Published in Criminal Law by Chris Eskew on August 15, 2022.
The dynamic between family or household members can be complicated. A relationship of any kind can be passionate and loving one minute and tumultuous, hostile, and aggressive the next. It is vital to remain calm and cooperative if you are in a heated domestic dispute and suddenly find that the cops are at your door. The last thing you want to do is become combative with the police. That is the worst move you could possibly make in such a situation. Whether verbal or physical, a fight with the police will only add to your troubles.
In any domestic violence incident, tensions can run high, and it can be tough for the participants or police to smoothly diffuse the situation. When the police are called for a domestic violence complaint, at least one involved party will be asked to leave or be physically removed from the house. The police might even remove both parties if the circumstances warrant such action.
While remaining calm is crucial, remaining silent is just as essential. If the police are called for domestic violence at your residence, your best course of action is to contact the criminal defense attorneys at Eskew Law, LLC. We have a decade’s experience in our pocket and can protect you right from the start of a criminal investigation.

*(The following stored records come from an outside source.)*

#[cfg(test)]
mod tests {
    use super::*;
    use crate::config::ChannelConfig;
    use crate::player::testing::RecordingClient;

    fn controller() -> (Arc<RecordingClient>, PlaybackController) {
        let client = Arc::new(RecordingClient::new());
        let controller = PlaybackController::new(client.clone(), PlayerTimings::immediate());
        (client, controller)
    }

    fn registry() -> StationRegistry {
        StationRegistry::from_channels(&ChannelConfig::reference_table()).unwrap()
    }

    #[test]
    fn test_initialize_adds_in_order() {
        let (client, controller) = controller();
        let registry = registry();

        assert_eq!(controller.initialize(&registry), 1);

        let launched = client.launched();
        assert_eq!(launched.first(), Some(&PlayerCommand::Clear));
        assert_eq!(launched.last(), Some(&PlayerCommand::Playlist));
        let urls: Vec<&PlayerCommand> = launched[1..launched.len() - 1].iter().collect();
        let expected: Vec<PlayerCommand> =
            registry.iter().map(|s| PlayerCommand::Add(s.url.clone())).collect();
        assert_eq!(urls, expected.iter().collect::<Vec<_>>());
    }

    #[test]
    fn test_initialize_retries_whole_sequence() {
        let (client, controller) = controller();
        let registry = registry();
        client.fail(PlayerCommand::Add("http://stream.novafm.dk/nova128".into()), 2);

        assert_eq!(controller.initialize(&registry), 3);

        let launched = client.launched();
        let clears = launched.iter().filter(|c| **c == PlayerCommand::Clear).count();
        assert_eq!(clears, 3);
        // Ordinals are unaffected by retries
        assert_eq!(registry.ordinal("NOVA"), Ok(5));
        assert_eq!(controller.stats().retries, 2);
    }

    #[test]
    fn test_select_issues_stop_then_play() {
        let (client, controller) = controller();
        let registry = registry();
        let station = registry.iter().nth(3).unwrap();

        assert_eq!(controller.select(station), 1);
        assert_eq!(
            client.launched(),
            vec![PlayerCommand::Stop, PlayerCommand::Play(Some(4))]
        );
    }

    #[test]
    fn test_select_tolerates_failed_stop() {
        let (client, controller) = controller();
        let registry = registry();
        client.fail(PlayerCommand::Stop, 1);

        assert_eq!(controller.select(registry.iter().next().unwrap()), 1);
        assert_eq!(client.launched(), vec![PlayerCommand::Play(Some(1))]);
    }

    #[test]
    fn test_select_retries_failed_play() {
        let (client, controller) = controller();
        let registry = registry();
        client.fail(PlayerCommand::Play(Some(2)), 2);

        assert_eq!(controller.select(registry.iter().nth(1).unwrap()), 3);
        assert_eq!(
            client.launched(),
            vec![
                PlayerCommand::Stop,
                PlayerCommand::Stop,
                PlayerCommand::Stop,
                PlayerCommand::Play(Some(2)),
            ]
        );
        assert_eq!(controller.stats().launch_failures, 2);
    }

    #[test]
    fn test_pause_resume() {
        let (client, controller) = controller();

        controller.pause().unwrap();
        assert!(controller.is_paused());
        controller.resume().unwrap();
        assert!(!controller.is_paused());

        assert_eq!(
            client.launched(),
            vec![PlayerCommand::Stop, PlayerCommand::Play(None)]
        );
    }

    #[test]
    fn test_pause_failure_reported() {
        let (client, controller) = controller();
        client.fail(PlayerCommand::Stop, 1);

        assert!(controller.pause().is_err());
        assert!(!controller.is_paused());
    }

    /// Real `true` launches, remembering every child pid
    #[cfg(target_os = "linux")]
    struct PidClient {
        inner: crate::player::MpcClient,
        pids: parking_lot::Mutex<Vec<u32>>,
    }

    #[cfg(target_os = "linux")]
    impl PlayerClient for PidClient {
        fn launch(&self, command: &PlayerCommand) -> Result<PlaybackProcess, PlayerError> {
            let process = self.inner.launch(command)?;
            if let Some(pid) = process.id() {
                self.pids.lock().push(pid);
            }
            Ok(process)
        }
    }

    #[cfg(target_os = "linux")]
    fn pid_controller() -> (Arc<PidClient>, PlaybackController) {
        let client = Arc::new(PidClient {
            inner: crate::player::MpcClient::new("true", Vec::new()),
            pids: parking_lot::Mutex::new(Vec::new()),
        });
        let controller = PlaybackController::new(client.clone(), PlayerTimings::immediate());
        (client, controller)
    }

    #[cfg(target_os = "linux")]
    fn is_zombie_child(pid: u32) -> bool {
        let Ok(stat) = std::fs::read_to_string(format!("/proc/{}/stat", pid)) else {
            return false;
        };
        let Some(rest) = stat.rsplit_once(')').map(|(_, rest)| rest) else {
            return false;
        };
        let fields: Vec<&str> = rest.split_whitespace().collect();
        fields.first() == Some(&"Z") && fields.get(1) == Some(&std::process::id().to_string().as_str())
    }

    #[cfg(target_os = "linux")]
    #[test]
    fn test_shutdown_leaves_no_zombies() {
        let (client, controller) = pid_controller();
        let registry = registry();

        for _ in 0..3 {
            controller.initialize(&registry);
        }
        controller.select(registry.iter().next().unwrap());
        controller.shutdown();

        let pids = client.pids.lock().clone();
        assert_eq!(pids.len(), 3 * (registry.len() + 2) + 2);
        let zombies: Vec<u32> = pids.into_iter().filter(|pid| is_zombie_child(*pid)).collect();
        assert!(zombies.is_empty(), "unreaped children: {:?}", zombies);
        assert_eq!(controller.stats().live_processes, 0);
    }

    #[cfg(target_os = "linux")]
    #[test]
    fn test_finished_children_reaped_on_next_launch() {
        let (_client, controller) = pid_controller();
        controller.initialize(&registry());

        let deadline = std::time::Instant::now() + Duration::from_secs(5);
        loop {
            controller.pause().unwrap();
            // Only the stop just launched may still be outstanding
            if controller.stats().live_processes <= 1 {
                break;
            }
            assert!(std::time::Instant::now() < deadline, "children never reaped");
            thread::sleep(Duration::from_millis(10));
        }
        controller.shutdown();
    }
}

Indiana Domestic Violence Law
Many crimes can constitute domestic violence. In Indiana, as in most states, a domestic violence charge can enhance many crimes. The Indiana statute defines crimes involving domestic or family violence as a crime that occurs when a family or household member commits, attempts to commit, or conspires to commit certain acts against another family or household member. Those acts include:
- Human and sexual trafficking,
- Sex offense,
- Disorderly conduct,
- Voyeurism, and
For instance, what may otherwise be a simple battery offense becomes domestic battery when it occurs between spouses. If you have been charged with any of these crimes involving a family or household member, you need to seek the advice of experienced counsel immediately. A domestic violence accusation can compound the consequences of an already consequential offense.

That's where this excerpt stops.